■ WHAT TO PRODUCE: Reproduce the records below exactly, with nothing altered.

■ RECORD EXCERPTS:
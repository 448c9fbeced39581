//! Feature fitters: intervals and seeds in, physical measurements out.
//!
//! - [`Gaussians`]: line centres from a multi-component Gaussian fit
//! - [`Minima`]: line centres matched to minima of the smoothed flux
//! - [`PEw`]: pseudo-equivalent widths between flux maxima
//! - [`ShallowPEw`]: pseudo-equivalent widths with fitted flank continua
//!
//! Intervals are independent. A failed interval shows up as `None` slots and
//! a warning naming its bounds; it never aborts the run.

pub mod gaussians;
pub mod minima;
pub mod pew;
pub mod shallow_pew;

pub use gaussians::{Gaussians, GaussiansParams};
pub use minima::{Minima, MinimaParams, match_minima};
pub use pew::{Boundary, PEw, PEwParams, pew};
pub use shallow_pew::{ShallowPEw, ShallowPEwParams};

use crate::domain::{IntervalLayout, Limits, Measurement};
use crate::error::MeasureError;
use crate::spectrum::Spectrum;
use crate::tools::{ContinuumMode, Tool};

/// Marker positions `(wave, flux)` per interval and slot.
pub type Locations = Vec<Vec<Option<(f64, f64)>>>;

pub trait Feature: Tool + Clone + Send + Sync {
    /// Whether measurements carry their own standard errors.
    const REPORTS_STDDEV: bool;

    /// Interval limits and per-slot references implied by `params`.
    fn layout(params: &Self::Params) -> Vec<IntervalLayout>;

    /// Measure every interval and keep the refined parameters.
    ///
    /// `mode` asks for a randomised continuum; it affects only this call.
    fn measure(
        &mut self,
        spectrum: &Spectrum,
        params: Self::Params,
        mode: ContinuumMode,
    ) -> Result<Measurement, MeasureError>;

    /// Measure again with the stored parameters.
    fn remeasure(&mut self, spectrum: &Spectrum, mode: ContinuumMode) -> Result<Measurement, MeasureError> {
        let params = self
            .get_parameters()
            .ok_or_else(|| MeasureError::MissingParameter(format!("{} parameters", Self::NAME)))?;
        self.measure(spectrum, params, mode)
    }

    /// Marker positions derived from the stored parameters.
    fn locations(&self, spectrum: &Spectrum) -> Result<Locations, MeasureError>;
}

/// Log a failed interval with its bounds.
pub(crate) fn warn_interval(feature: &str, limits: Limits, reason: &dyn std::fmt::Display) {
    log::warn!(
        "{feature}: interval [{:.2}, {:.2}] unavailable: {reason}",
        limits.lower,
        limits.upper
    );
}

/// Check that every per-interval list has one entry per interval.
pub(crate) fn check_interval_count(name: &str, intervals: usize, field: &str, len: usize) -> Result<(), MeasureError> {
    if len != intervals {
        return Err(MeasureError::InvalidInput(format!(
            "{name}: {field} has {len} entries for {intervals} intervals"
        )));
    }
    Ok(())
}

■ EXERCISE OUTPUT:
repository 448c9fbeced39581
//! Feature fitters: intervals and seeds in, physical measurements out.
//!
//! - [`Gaussians`]: line centres from a multi-component Gaussian fit
//! - [`Minima`]: line centres matched to minima of the smoothed flux
//! - [`PEw`]: pseudo-equivalent widths between flux maxima
//! - [`ShallowPEw`]: pseudo-equivalent widths with fitted flank continua
//!
//! Intervals are independent. A failed interval shows up as `None` slots and
//! a warning naming its bounds; it never aborts the run.

pub mod gaussians;
pub mod minima;
pub mod pew;
pub mod shallow_pew;

pub use gaussians::{Gaussians, GaussiansParams};
pub use minima::{Minima, MinimaParams, match_minima};
pub use pew::{Boundary, PEw, PEwParams, pew};
pub use shallow_pew::{ShallowPEw, ShallowPEwParams};

use crate::domain::{IntervalLayout, Limits, Measurement};
use crate::error::MeasureError;
use crate::spectrum::Spectrum;
use crate::tools::{ContinuumMode, Tool};

/// Marker positions `(wave, flux)` per interval and slot.
pub type Locations = Vec<Vec<Option<(f64, f64)>>>;

pub trait Feature: Tool + Clone + Send + Sync {
    /// Whether measurements carry their own standard errors.
    const REPORTS_STDDEV: bool;

    /// Interval limits and per-slot references implied by `params`.
    fn layout(params: &Self::Params) -> Vec<IntervalLayout>;

    /// Measure every interval and keep the refined parameters.
    ///
    /// `mode` asks for a randomised continuum; it affects only this call.
    fn measure(
        &mut self,
        spectrum: &Spectrum,
        params: Self::Params,
        mode: ContinuumMode,
    ) -> Result<Measurement, MeasureError>;

    /// Measure again with the stored parameters.
    fn remeasure(&mut self, spectrum: &Spectrum, mode: ContinuumMode) -> Result<Measurement, MeasureError> {
        let params = self
            .get_parameters()
            .ok_or_else(|| MeasureError::MissingParameter(format!("{} parameters", Self::NAME)))?;
        self.measure(spectrum, params, mode)
    }

    /// Marker positions derived from the stored parameters.
    fn locations(&self, spectrum: &Spectrum) -> Result<Locations, MeasureError>;
}

/// Log a failed interval with its bounds.
pub(crate) fn warn_interval(feature: &str, limits: Limits, reason: &dyn std::fmt::Display) {
    log::warn!(
        "{feature}: interval [{:.2}, {:.2}] unavailable: {reason}",
        limits.lower,
        limits.upper
    );
}

/// Check that every per-interval list has one entry per interval.
pub(crate) fn check_interval_count(name: &str, intervals: usize, field: &str, len: usize) -> Result<(), MeasureError> {
    if len != intervals {
        return Err(MeasureError::InvalidInput(format!(
            "{name}: {field} has {len} entries for {intervals} intervals"
        )));
    }
    Ok(())
}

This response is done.